Examine the records and identify each line that includes the string "LoginOutcome". Copy those lines.
++++
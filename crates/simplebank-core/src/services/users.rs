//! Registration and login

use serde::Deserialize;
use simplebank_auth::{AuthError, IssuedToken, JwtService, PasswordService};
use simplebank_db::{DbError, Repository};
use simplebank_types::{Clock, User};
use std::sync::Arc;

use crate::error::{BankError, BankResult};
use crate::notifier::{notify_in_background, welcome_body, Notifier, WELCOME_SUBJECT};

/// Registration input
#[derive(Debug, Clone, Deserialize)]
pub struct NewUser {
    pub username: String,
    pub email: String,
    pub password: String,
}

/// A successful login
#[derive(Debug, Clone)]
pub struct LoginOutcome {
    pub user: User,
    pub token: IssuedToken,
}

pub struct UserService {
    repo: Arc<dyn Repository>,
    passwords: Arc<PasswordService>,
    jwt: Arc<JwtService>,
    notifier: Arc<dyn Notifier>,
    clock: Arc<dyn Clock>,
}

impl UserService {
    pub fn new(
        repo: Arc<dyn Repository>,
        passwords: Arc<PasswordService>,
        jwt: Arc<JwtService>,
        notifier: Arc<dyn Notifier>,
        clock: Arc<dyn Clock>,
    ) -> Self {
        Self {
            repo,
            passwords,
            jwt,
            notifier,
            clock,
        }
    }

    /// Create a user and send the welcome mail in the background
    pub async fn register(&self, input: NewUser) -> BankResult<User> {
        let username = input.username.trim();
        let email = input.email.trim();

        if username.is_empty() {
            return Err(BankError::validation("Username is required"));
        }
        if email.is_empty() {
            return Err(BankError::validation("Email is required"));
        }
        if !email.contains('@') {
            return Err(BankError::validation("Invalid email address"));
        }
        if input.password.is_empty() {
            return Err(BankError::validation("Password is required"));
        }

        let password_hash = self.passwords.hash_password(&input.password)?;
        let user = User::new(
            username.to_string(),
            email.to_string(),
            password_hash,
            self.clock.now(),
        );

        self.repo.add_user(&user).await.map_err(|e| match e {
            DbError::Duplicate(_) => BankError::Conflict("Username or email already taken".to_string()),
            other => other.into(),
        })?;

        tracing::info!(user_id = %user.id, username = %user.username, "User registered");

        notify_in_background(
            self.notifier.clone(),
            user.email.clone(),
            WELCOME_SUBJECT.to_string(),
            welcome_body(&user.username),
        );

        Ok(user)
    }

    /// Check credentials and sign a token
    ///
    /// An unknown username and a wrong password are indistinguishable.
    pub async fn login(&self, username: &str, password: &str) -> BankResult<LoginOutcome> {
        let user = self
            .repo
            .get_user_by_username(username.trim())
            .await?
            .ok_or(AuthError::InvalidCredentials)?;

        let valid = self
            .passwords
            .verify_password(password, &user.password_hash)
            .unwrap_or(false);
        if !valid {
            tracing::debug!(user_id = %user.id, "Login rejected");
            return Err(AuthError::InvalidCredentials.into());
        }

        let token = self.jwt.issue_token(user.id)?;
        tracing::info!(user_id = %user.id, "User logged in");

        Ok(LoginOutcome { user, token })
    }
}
++++
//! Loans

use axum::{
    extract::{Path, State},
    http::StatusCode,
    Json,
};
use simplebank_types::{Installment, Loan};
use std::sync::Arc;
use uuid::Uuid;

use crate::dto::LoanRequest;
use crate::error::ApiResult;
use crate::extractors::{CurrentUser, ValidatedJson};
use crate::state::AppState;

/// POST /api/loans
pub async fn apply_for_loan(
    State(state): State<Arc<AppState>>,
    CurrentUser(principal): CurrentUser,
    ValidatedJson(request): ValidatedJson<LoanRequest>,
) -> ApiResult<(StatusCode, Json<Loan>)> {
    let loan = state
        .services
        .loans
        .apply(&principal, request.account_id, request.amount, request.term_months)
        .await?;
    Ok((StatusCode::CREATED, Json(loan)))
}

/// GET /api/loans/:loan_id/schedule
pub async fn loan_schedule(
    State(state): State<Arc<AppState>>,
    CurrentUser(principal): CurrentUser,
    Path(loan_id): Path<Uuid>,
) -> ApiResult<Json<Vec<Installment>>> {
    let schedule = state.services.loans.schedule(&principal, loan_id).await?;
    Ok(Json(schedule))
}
++++
*YOUR SOLUTION*.
pub struct LoginOutcome {
    pub async fn login(&self, username: &str, password: &str) -> BankResult<LoginOutcome> {
        Ok(LoginOutcome { user, token })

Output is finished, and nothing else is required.